To do: Would you output the entries below only from the line containing "use polydraw_launcher::installs;" through the line containing "let message = match e", exactly as they stand and with both ends included?

(Saved entries)
********
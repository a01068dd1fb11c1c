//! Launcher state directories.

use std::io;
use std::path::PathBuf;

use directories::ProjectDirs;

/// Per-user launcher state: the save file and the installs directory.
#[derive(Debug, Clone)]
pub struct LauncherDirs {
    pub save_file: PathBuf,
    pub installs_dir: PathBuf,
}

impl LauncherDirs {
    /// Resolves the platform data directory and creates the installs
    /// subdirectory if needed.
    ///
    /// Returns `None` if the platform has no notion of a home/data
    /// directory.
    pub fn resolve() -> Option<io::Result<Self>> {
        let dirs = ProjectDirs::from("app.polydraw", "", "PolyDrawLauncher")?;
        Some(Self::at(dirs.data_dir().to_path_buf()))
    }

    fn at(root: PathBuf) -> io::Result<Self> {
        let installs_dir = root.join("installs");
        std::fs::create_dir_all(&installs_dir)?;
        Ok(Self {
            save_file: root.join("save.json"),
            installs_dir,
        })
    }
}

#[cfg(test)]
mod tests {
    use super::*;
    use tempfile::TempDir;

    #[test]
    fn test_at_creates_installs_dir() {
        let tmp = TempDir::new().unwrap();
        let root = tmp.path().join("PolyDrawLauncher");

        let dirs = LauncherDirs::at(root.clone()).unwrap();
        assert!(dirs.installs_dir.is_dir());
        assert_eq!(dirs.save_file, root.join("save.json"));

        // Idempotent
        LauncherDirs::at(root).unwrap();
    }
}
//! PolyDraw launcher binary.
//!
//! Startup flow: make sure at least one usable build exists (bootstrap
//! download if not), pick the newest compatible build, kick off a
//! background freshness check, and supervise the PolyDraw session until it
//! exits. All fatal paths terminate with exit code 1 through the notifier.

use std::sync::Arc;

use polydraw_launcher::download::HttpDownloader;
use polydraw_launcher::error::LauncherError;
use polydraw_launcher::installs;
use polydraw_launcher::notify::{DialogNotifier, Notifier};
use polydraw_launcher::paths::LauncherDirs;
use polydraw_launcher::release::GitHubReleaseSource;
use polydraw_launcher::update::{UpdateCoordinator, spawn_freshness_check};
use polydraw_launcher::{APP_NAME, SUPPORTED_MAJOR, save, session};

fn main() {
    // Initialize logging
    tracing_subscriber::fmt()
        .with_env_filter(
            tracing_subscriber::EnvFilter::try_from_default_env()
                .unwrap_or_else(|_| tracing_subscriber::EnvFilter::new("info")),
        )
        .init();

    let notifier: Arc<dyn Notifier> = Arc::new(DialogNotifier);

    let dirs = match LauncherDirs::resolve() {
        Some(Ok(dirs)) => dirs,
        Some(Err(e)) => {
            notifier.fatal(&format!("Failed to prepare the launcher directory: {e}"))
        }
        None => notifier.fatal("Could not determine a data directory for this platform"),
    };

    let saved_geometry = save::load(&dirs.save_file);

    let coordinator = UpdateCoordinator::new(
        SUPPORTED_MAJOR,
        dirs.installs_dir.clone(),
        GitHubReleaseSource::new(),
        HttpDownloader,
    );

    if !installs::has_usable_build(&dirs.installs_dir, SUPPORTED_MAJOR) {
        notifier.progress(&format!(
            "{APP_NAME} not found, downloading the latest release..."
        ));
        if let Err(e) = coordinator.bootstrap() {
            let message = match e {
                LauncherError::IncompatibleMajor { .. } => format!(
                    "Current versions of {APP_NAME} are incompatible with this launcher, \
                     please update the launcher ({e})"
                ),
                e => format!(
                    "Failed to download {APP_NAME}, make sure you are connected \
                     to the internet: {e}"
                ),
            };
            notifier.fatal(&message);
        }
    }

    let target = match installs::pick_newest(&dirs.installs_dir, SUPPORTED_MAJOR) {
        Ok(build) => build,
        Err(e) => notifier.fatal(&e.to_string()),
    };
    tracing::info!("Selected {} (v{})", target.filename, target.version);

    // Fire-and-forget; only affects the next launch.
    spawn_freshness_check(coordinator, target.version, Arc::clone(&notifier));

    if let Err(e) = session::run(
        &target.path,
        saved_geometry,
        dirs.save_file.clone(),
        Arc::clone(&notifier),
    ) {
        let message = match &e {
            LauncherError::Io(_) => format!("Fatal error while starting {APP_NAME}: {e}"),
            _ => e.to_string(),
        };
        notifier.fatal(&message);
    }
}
********
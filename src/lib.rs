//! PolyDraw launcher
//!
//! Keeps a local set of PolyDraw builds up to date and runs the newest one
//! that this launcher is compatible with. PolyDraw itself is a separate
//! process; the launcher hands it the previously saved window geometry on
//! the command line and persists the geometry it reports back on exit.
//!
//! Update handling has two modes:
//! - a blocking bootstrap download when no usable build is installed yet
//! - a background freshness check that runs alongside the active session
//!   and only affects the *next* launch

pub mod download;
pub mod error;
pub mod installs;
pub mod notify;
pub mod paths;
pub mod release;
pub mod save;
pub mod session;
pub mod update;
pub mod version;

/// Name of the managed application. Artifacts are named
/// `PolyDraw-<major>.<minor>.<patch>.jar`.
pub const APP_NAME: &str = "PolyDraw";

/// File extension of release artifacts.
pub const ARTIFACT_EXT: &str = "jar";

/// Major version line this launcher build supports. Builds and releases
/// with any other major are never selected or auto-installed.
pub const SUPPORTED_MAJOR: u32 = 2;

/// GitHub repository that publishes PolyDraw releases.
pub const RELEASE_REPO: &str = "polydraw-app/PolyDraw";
********
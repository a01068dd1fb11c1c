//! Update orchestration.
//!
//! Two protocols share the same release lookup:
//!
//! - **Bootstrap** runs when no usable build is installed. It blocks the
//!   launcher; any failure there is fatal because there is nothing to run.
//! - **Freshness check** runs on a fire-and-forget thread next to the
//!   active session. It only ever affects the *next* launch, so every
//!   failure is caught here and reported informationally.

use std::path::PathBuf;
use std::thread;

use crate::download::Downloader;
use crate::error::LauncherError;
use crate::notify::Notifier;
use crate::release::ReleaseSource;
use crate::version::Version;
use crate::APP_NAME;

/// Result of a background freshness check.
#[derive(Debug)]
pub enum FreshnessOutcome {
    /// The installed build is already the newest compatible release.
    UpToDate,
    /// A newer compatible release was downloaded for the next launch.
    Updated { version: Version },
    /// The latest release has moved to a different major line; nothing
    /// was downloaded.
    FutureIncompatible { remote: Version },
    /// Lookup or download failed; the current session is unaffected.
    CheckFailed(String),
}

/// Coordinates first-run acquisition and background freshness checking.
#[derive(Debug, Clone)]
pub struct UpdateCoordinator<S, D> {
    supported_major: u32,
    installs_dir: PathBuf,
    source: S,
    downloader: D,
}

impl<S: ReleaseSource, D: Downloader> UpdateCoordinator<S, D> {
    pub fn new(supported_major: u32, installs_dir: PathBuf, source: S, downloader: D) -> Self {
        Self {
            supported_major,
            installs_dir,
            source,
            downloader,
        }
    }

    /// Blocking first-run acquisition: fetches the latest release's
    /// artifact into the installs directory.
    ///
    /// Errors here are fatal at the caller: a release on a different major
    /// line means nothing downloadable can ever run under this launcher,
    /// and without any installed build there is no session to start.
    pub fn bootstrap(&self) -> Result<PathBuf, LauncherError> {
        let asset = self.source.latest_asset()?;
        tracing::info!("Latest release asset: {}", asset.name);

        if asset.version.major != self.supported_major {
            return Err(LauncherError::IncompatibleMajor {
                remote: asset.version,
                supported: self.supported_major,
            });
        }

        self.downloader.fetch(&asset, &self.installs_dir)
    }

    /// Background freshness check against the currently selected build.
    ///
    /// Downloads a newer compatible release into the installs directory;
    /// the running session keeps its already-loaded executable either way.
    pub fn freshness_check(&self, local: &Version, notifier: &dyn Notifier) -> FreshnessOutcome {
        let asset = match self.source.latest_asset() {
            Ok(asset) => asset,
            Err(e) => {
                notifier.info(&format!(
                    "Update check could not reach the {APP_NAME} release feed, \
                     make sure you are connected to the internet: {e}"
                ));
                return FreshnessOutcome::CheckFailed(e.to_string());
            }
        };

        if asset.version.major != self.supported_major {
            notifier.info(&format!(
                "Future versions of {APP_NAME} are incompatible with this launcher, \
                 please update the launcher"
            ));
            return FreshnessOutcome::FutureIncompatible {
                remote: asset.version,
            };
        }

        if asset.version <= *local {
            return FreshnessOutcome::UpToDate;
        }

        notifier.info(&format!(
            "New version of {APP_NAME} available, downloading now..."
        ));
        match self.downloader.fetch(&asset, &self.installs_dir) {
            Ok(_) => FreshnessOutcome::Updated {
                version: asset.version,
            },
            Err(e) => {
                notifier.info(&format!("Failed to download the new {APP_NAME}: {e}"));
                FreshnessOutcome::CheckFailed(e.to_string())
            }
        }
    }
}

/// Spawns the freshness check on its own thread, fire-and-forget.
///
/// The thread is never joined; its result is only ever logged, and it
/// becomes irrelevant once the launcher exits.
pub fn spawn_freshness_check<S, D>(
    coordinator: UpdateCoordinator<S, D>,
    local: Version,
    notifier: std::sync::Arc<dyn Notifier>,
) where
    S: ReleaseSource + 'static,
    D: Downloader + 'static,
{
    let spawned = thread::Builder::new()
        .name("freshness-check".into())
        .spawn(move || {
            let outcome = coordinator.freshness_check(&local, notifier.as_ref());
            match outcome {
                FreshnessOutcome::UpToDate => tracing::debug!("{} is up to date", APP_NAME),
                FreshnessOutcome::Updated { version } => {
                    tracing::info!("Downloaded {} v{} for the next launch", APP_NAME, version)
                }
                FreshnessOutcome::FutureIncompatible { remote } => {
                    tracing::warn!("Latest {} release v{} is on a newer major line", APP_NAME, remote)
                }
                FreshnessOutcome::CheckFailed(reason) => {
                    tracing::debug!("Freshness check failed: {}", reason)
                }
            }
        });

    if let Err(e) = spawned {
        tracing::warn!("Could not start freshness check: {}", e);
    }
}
********
Solution for this task:
use polydraw_launcher::installs;
use polydraw_launcher::notify::{DialogNotifier, Notifier};
use polydraw_launcher::paths::LauncherDirs;
use polydraw_launcher::release::GitHubReleaseSource;
use polydraw_launcher::update::{UpdateCoordinator, spawn_freshness_check};
use polydraw_launcher::{APP_NAME, SUPPORTED_MAJOR, save, session};

fn main() {
    // Initialize logging
    tracing_subscriber::fmt()
        .with_env_filter(
            tracing_subscriber::EnvFilter::try_from_default_env()
                .unwrap_or_else(|_| tracing_subscriber::EnvFilter::new("info")),
        )
        .init();

    let notifier: Arc<dyn Notifier> = Arc::new(DialogNotifier);

    let dirs = match LauncherDirs::resolve() {
        Some(Ok(dirs)) => dirs,
        Some(Err(e)) => {
            notifier.fatal(&format!("Failed to prepare the launcher directory: {e}"))
        }
        None => notifier.fatal("Could not determine a data directory for this platform"),
    };

    let saved_geometry = save::load(&dirs.save_file);

    let coordinator = UpdateCoordinator::new(
        SUPPORTED_MAJOR,
        dirs.installs_dir.clone(),
        GitHubReleaseSource::new(),
        HttpDownloader,
    );

    if !installs::has_usable_build(&dirs.installs_dir, SUPPORTED_MAJOR) {
        notifier.progress(&format!(
            "{APP_NAME} not found, downloading the latest release..."
        ));
        if let Err(e) = coordinator.bootstrap() {
            let message = match e {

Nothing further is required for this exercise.